例えば、中国の「国籍法第16条」では、「中華人民共和国の帰化、放棄、回復の申請は、中華人民共和国公安部が審査し、承認しなければならない。 承認されると、公安部が証明書を発行します。」と規定されています。従って、中国では、他の国籍から中国籍に復帰する場合、中国の公安部が審査し、承認されれば中国籍に復帰できることになります。
同じく韓国でも、国籍復帰に関する制度があります。具体的には、韓国大使館において「国籍回復による取得」に関する手続きを行わなければなりません。
以上のように、日本国籍を取得した後で、元の国籍に復帰することを認めている国は、少なくありません。自分の国は国籍の復帰が認められているか否かについては、実際に本国の政府や在日大使館に、確認してみなければわかりません。
国籍変更の回数に制限はあるのか?
以上の点を踏まえて、「外国籍の方が日本国籍を取得」→「元の国籍に変更」→「日本国籍を取得」を繰り返すことに、回数の制限はあるのでしょうか?
日本国籍を取得する手続きである「帰化申請」は、帰化に関する要件を満たしているかどうかを審査し、許可を出す制度です。
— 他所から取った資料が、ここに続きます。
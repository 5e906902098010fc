// Copyright (c) 2025 Geoffrey Huntley <ghuntley@ghuntley.com>. All rights reserved.
// SPDX-License-Identifier: Proprietary

//! Request-side authorization for the SaaS API.
//!
//! - [`membership`]: resolving the acting user's role in an organization
//! - [`authorize`]: turning decisions into API errors
//! - [`operations`]: the check each API operation performs
//! - [`billing`], [`invites`], [`transfer`]: operation rules beyond the permission check
//! - [`inspect`]: offline permission queries

pub mod authorize;
pub mod billing;
pub mod error;
pub mod inspect;
pub mod invites;
pub mod logging;
pub mod membership;
pub mod operations;
pub mod testing;
pub mod transfer;

pub use authorize::Authorizer;
pub use billing::{organization_billing, BillingSummary, LineItem};
pub use error::{ApiError, ErrorResponse};
pub use invites::{authorize_invite, validate_invite_email};
pub use membership::{
	resolve_membership, Membership, MembershipStore, OrganizationSnapshot, ResolvedMembership,
};
pub use operations::{authorize_operation, Operation};
pub use saas_server_config::ServerConfig;
pub use transfer::{plan_ownership_transfer, OwnershipTransfer};
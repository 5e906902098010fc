// Copyright (c) 2025 Geoffrey Huntley <ghuntley@ghuntley.com>. All rights reserved.
// SPDX-License-Identifier: Proprietary

//! Handler-level authorization checks.
//!
//! Handlers build an [`Ability`] for the acting member and call
//! [`Authorizer::ensure`] before reading or mutating anything. Denials are
//! logged with the user id and the action, never with resource contents.

use saas_auth::{get_ability_for, get_cached_ability_for, Ability, Action, Role, Subject, UserId};
use saas_server_config::{AuthzConfig, DenialStatus};
use tracing::instrument;

use crate::error::ApiError;

#[derive(Debug, Clone, Default)]
pub struct Authorizer {
	config: AuthzConfig,
}

impl Authorizer {
	pub fn new(config: AuthzConfig) -> Self {
		Self { config }
	}

	pub fn config(&self) -> &AuthzConfig {
		&self.config
	}

	/// Ability of `user_id` acting with `role`.
	pub fn ability_for(&self, user_id: UserId, role: Role) -> Ability {
		if self.config.cache_rule_sets {
			get_cached_ability_for(user_id, role)
		} else {
			get_ability_for(user_id, role)
		}
	}

	/// Fails with the configured denial error unless `ability` permits `action` on `subject`.
	#[instrument(
		level = "debug",
		skip(self, ability, subject, message),
		fields(user_id = %ability.user().id, role = %ability.user().role, action = %action)
	)]
	pub fn ensure<'a>(
		&self,
		ability: &Ability,
		action: Action,
		subject: impl Into<Subject<'a>>,
		message: &str,
	) -> Result<(), ApiError> {
		let subject = subject.into();
		if ability.can(action, subject) {
			tracing::debug!(subject = %subject.subject_type(), "authorization check passed");
			Ok(())
		} else {
			tracing::info!(subject = %subject.subject_type(), "authorization denied");
			Err(self.denial(message))
		}
	}

	pub fn denial(&self, message: &str) -> ApiError {
		match self.config.denial_status {
			DenialStatus::Unauthorized => ApiError::Unauthorized(message.to_string()),
			DenialStatus::Forbidden => ApiError::Forbidden(message.to_string()),
		}
	}
}

#[cfg(test)]
mod tests {
	use super::*;
	use saas_auth::{OrgId, OrganizationAttrs, SubjectType};

	fn forbidding() -> Authorizer {
		Authorizer::new(AuthzConfig {
			denial_status: DenialStatus::Forbidden,
			..Default::default()
		})
	}

	#[test]
	fn test_allowed_operation_passes() {
		let authorizer = Authorizer::default();
		let ability = authorizer.ability_for(UserId::generate(), Role::Billing);
		assert!(authorizer
			.ensure(&ability, Action::Get, SubjectType::Billing, "no billing")
			.is_ok());
	}

	#[test]
	fn test_denial_defaults_to_unauthorized() {
		let authorizer = Authorizer::default();
		let ability = authorizer.ability_for(UserId::generate(), Role::Member);
		let err = authorizer
			.ensure(&ability, Action::Get, SubjectType::Billing, "no billing")
			.unwrap_err();
		assert_eq!(err, ApiError::Unauthorized("no billing".to_string()));
	}

	#[test]
	fn test_denial_status_is_configurable() {
		let authorizer = forbidding();
		let user = UserId::generate();
		let ability = authorizer.ability_for(user, Role::Member);
		let org = OrganizationAttrs::new(OrgId::generate(), user);
		let err = authorizer
			.ensure(&ability, Action::Delete, &org, "cannot shut down")
			.unwrap_err();
		assert_eq!(err, ApiError::Forbidden("cannot shut down".to_string()));
	}

	#[test]
	fn test_cached_and_uncached_abilities_agree() {
		let user = UserId::generate();
		let cached = Authorizer::default();
		let fresh = Authorizer::new(AuthzConfig {
			cache_rule_sets: false,
			..Default::default()
		});
		for role in Role::all() {
			assert_eq!(cached.ability_for(user, *role), fresh.ability_for(user, *role));
		}
	}
}
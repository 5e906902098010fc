// Copyright (c) 2025 Geoffrey Huntley <ghuntley@ghuntley.com>. All rights reserved.
// SPDX-License-Identifier: Proprietary

//! Billing price configuration.

use serde::{Deserialize, Serialize};

const DEFAULT_SEAT_PRICE: u64 = 10;
const DEFAULT_PROJECT_PRICE: u64 = 20;

/// Billing configuration (runtime, fully resolved).
#[derive(Debug, Clone, Serialize, Deserialize, PartialEq)]
pub struct BillingConfig {
	/// Price per billable member.
	pub seat_price: u64,
	/// Price per project.
	pub project_price: u64,
}

impl Default for BillingConfig {
	fn default() -> Self {
		Self {
			seat_price: DEFAULT_SEAT_PRICE,
			project_price: DEFAULT_PROJECT_PRICE,
		}
	}
}

/// Billing configuration layer (partial, for merging).
#[derive(Debug, Clone, Default, Serialize, Deserialize, PartialEq)]
pub struct BillingConfigLayer {
	pub seat_price: Option<u64>,
	pub project_price: Option<u64>,
}

impl BillingConfigLayer {
	pub fn merge(&mut self, other: Self) {
		if other.seat_price.is_some() {
			self.seat_price = other.seat_price;
		}
		if other.project_price.is_some() {
			self.project_price = other.project_price;
		}
	}

	pub fn finalize(self) -> BillingConfig {
		BillingConfig {
			seat_price: self.seat_price.unwrap_or(DEFAULT_SEAT_PRICE),
			project_price: self.project_price.unwrap_or(DEFAULT_PROJECT_PRICE),
		}
	}
}

#[cfg(test)]
mod tests {
	use super::*;

	#[test]
	fn test_default_prices() {
		let config = BillingConfigLayer::default().finalize();
		assert_eq!(config.seat_price, 10);
		assert_eq!(config.project_price, 20);
	}

	#[test]
	fn test_custom_prices() {
		let layer: BillingConfigLayer = toml::from_str("seat_price = 15\n").unwrap();
		let config = layer.finalize();
		assert_eq!(config.seat_price, 15);
		assert_eq!(config.project_price, 20);
	}
}
// Copyright (c) 2025 Geoffrey Huntley <ghuntley@ghuntley.com>. All rights reserved.
// SPDX-License-Identifier: Proprietary

//! The acting user as seen by the authorization engine.

use serde::{Deserialize, Serialize};

use crate::{Role, UserId};

/// Identity and role of the user a decision is made for.
///
/// Resolved once per request from the membership of the target organization
/// and never changed afterwards.
#[derive(Debug, Clone, Copy, PartialEq, Eq, Hash, Serialize, Deserialize)]
pub struct AuthUser {
	pub id: UserId,
	pub role: Role,
}

impl AuthUser {
	pub fn new(id: UserId, role: Role) -> Self {
		Self { id, role }
	}
}
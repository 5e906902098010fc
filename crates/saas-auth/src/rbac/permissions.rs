// Copyright (c) 2025 Geoffrey Huntley <ghuntley@ghuntley.com>. All rights reserved.
// SPDX-License-Identifier: Proprietary

//! Role rule-set registry.
//!
//! Each role maps to a function returning its rules in declaration order. The
//! dispatch is an exhaustive `match` over [`Role`], so a role without rules is
//! a compile error. The only runtime failure left is a role *name* that does not
//! parse, which [`rules_for_role_name`] reports as a configuration error.

use super::rule::{Action, Condition, RuleSet};
use super::subject::SubjectType;
use crate::error::Result;
use crate::{AuthUser, Role};

use Action::*;

/// Rules for the acting user's role.
pub fn rules_for(user: &AuthUser) -> RuleSet {
	rules_for_role(user.role)
}

/// Rules for a role. Rule sets depend on the role alone; user-specific checks
/// are expressed as conditions evaluated at decision time.
pub fn rules_for_role(role: Role) -> RuleSet {
	match role {
		Role::Admin => admin(),
		Role::Member => member(),
		Role::Billing => billing(),
	}
}

/// Rules for a stored role name.
pub fn rules_for_role_name(name: &str) -> Result<RuleSet> {
	let role: Role = name.parse()?;
	Ok(rules_for_role(role))
}

fn admin() -> RuleSet {
	RuleSet::builder().allow(&[Manage], SubjectType::All).build()
}

fn member() -> RuleSet {
	RuleSet::builder()
		.allow(&[Get], SubjectType::User)
		.allow(&[Get, Create], SubjectType::Project)
		.allow_when(&[Update, Delete], SubjectType::Project, Condition::Owner)
		.allow(&[Get], SubjectType::Organization)
		.deny(&[Delete], SubjectType::Organization)
		.deny(&[TransferOwnership], SubjectType::Organization)
		.allow(&[Get, Create], SubjectType::Invite)
		.deny(&[Get], SubjectType::Billing)
		.build()
}

fn billing() -> RuleSet {
	RuleSet::builder().allow(&[Get], SubjectType::Billing).build()
}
一度日本国籍を取得していても、帰化申請の際には、既に申請者は外国籍であり、一般的な帰化申請とは外形上同じですから、再度日本国籍を取得することは、理屈の上では可能です。
但し、最初の帰化申請時と2回目、3回目の帰化申請時とでは、申請者の状況等が変化していることも考えられます。従って、過去に帰化が認められても、2回目、3回目も認められるとは限りません。
従って、国籍を変更する回数に制限はありませんが、何度も認められる保証はないということです。
まとめ
日本国籍の取得後に、元の国籍に戻れるかどうかは、その国の法律において「国籍の復帰」が認められているかどうかによります。また、国籍の変更を何度も繰り返すことは、制度上可能ですが、過去に変更が認められたからと言って、何度も許可されるとは限りません。